The entrance of the Pavilion was cordoned off by police. Crowds pushed to get inside. One of the officers hauled me from the wagon and passed me to a nurse. I’d been off my feet long enough by then that they throbbed, no longer numb from shock and walking. They moved me and the others so quickly I had no time to argue or to thank the produce man, and he was gone.

Inside, the huge building was filled with people, men and women holding crying babies, children whining at their feet. Near the entrance were operating tables surrounded by doctors and nurses, all of them full. I had to turn away at the sight of a badly mangled woman held down by her husband as the doctor brought a bone saw to her leg.

The nurse hurried me past. Mattresses and cots and blankets crowded the floors. Damaged and destroyed hospitals had apparently rushed staff and supplies to whatever large buildings were still standing, but I was surprised at how quickly it had been organized, though honestly I was so shaken that my notion of time could not be counted upon.

It stank of blood and coffee and carbolic. Everywhere were people searching for someone. Thankfully, it was too chaotic for anyone to care who I was. A nurse directed me to a mattress, stitched up the gash on my forehead, and cleaned and bandaged my feet. The high, vaulted ceiling echoed with the buzz of talk and groaning and cries of pain. I stared up at it uneasily, remembering how Blessington had fallen upon me, discomforted by being again inside, twitchy. I would have fled if not for the fact that my feet hurt so much I didn’t think I could. I was impatient now. It was time to begin putting my plans in motion.

Two men passed carrying a makeshift coffin of a wicker basket. They went behind the seats ringing the main floor; the Pavilion was serving as a morgue too. It wasn’t until then that I wondered if the earthquake may have made my plans moot. Were the plans I’d spent so long scheming in the asylum only to be shiny, pretty useless things?

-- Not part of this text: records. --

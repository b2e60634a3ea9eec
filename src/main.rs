// src/main.rs

use anyhow::{Context, Result};
use clap::Parser;
use notices::batch::{BatchReport, resolve_all};
use notices::cli::{Cli, Commands};
use notices::config::{NoticesConfig, TOKEN_ENV};
use notices::progress;
use notices::record::ResolvedFile;
use notices::{LicenseCache, scan};
use regex::Regex;
use std::io::IsTerminal;
use std::path::{Path, PathBuf};
use std::sync::Arc;
use tokio_util::sync::CancellationToken;
use tracing::{info, warn};

fn init_tracing(verbose: bool) {
    let default = if verbose { "debug" } else { "info" };
    tracing_subscriber::fmt()
        .with_env_filter(
            tracing_subscriber::EnvFilter::try_from_default_env()
                .unwrap_or_else(|_| tracing_subscriber::EnvFilter::new(default)),
        )
        .with_writer(std::io::stderr)
        .init();
}

/// Resolve `records` and write the notices file
async fn run(config: &NoticesConfig, records: Vec<ResolvedFile>, output: &Path) -> Result<BatchReport> {
    let cancel = CancellationToken::new();
    let cache = Arc::new(LicenseCache::new());
    let pipeline = config.build_pipeline(Arc::clone(&cache), cancel.clone())?;

    let on_ctrl_c = cancel.clone();
    tokio::spawn(async move {
        if tokio::signal::ctrl_c().await.is_ok() {
            warn!("Interrupted, canceling outstanding lookups");
            on_ctrl_c.cancel();
        }
    });

    let progress = progress::tracker(std::io::stderr().is_terminal(), records.len() as u64);
    let report = resolve_all(&pipeline, records, config.concurrency, progress.as_ref()).await;

    let written = notices::notices::write(output, &report)
        .with_context(|| format!("Failed to write notices file: {}", output.display()))?;
    if written {
        println!("Wrote {}", output.display());
    } else {
        println!("No licenses resolved; nothing written");
    }
    if !report.unresolved.is_empty() {
        println!(
            "{} files need manual review (see log for details)",
            report.unresolved.len()
        );
    }

    cache.clear();
    Ok(report)
}

fn output_path(output: Option<PathBuf>, dir: &Path, config: &NoticesConfig) -> PathBuf {
    output.unwrap_or_else(|| dir.join(&config.output_filename))
}

#[tokio::main]
async fn main() -> Result<()> {
    let cli = Cli::parse();
    init_tracing(cli.global.verbose);

    let mut config = NoticesConfig::load_or_default(cli.global.config.as_deref())?;
    config.apply_overrides(
        cli.global.github_token.clone(),
        std::env::var(TOKEN_ENV).ok(),
        cli.global.concurrency,
    );
    config.validate()?;
    if config.github_token.is_none() {
        info!("No GitHub token configured; API lookups are rate limited");
    }

    let report = match cli.command {
        Commands::Scan {
            dir,
            filter,
            output,
        } => {
            let filter = filter
                .as_deref()
                .map(Regex::new)
                .transpose()
                .context("Invalid --filter regex")?;
            let records = scan::scan_directory(&dir, filter.as_ref())
                .with_context(|| format!("Failed to scan {}", dir.display()))?;
            if records.is_empty() {
                anyhow::bail!("No scannable binaries found in {}", dir.display());
            }
            let output = output_path(output, &dir, &config);
            run(&config, records, &output).await?
        }
        Commands::Resolve { records, output } => {
            let loaded = scan::load_records(&records)
                .with_context(|| format!("Failed to read records file: {}", records.display()))?;
            if loaded.is_empty() {
                anyhow::bail!("No records in {}", records.display());
            }
            let dir = records.parent().unwrap_or(Path::new("."));
            let output = output_path(output, dir, &config);
            run(&config, loaded, &output).await?
        }
    };

    if report.was_canceled() {
        anyhow::bail!("Canceled with {} files outstanding", report.canceled.len());
    }
    Ok(())
}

I had made them assuming nothing would have changed in the time I was gone. Who lay now in the morgue beyond? Was anyone I knew on those operating tables? Shin? LaRosa? Downtown was a shambles, what of Nob Hill? What of the Monkey Block? Had God given me my escape only to take away the reason I’d wanted it? Had he taken retribution for me?

I hoped not. I didn’t want the Sullivans dead in the earthquake. I didn’t want them dead at all. I wanted them to suffer, as I had suffered. An earthquake wasn’t enough.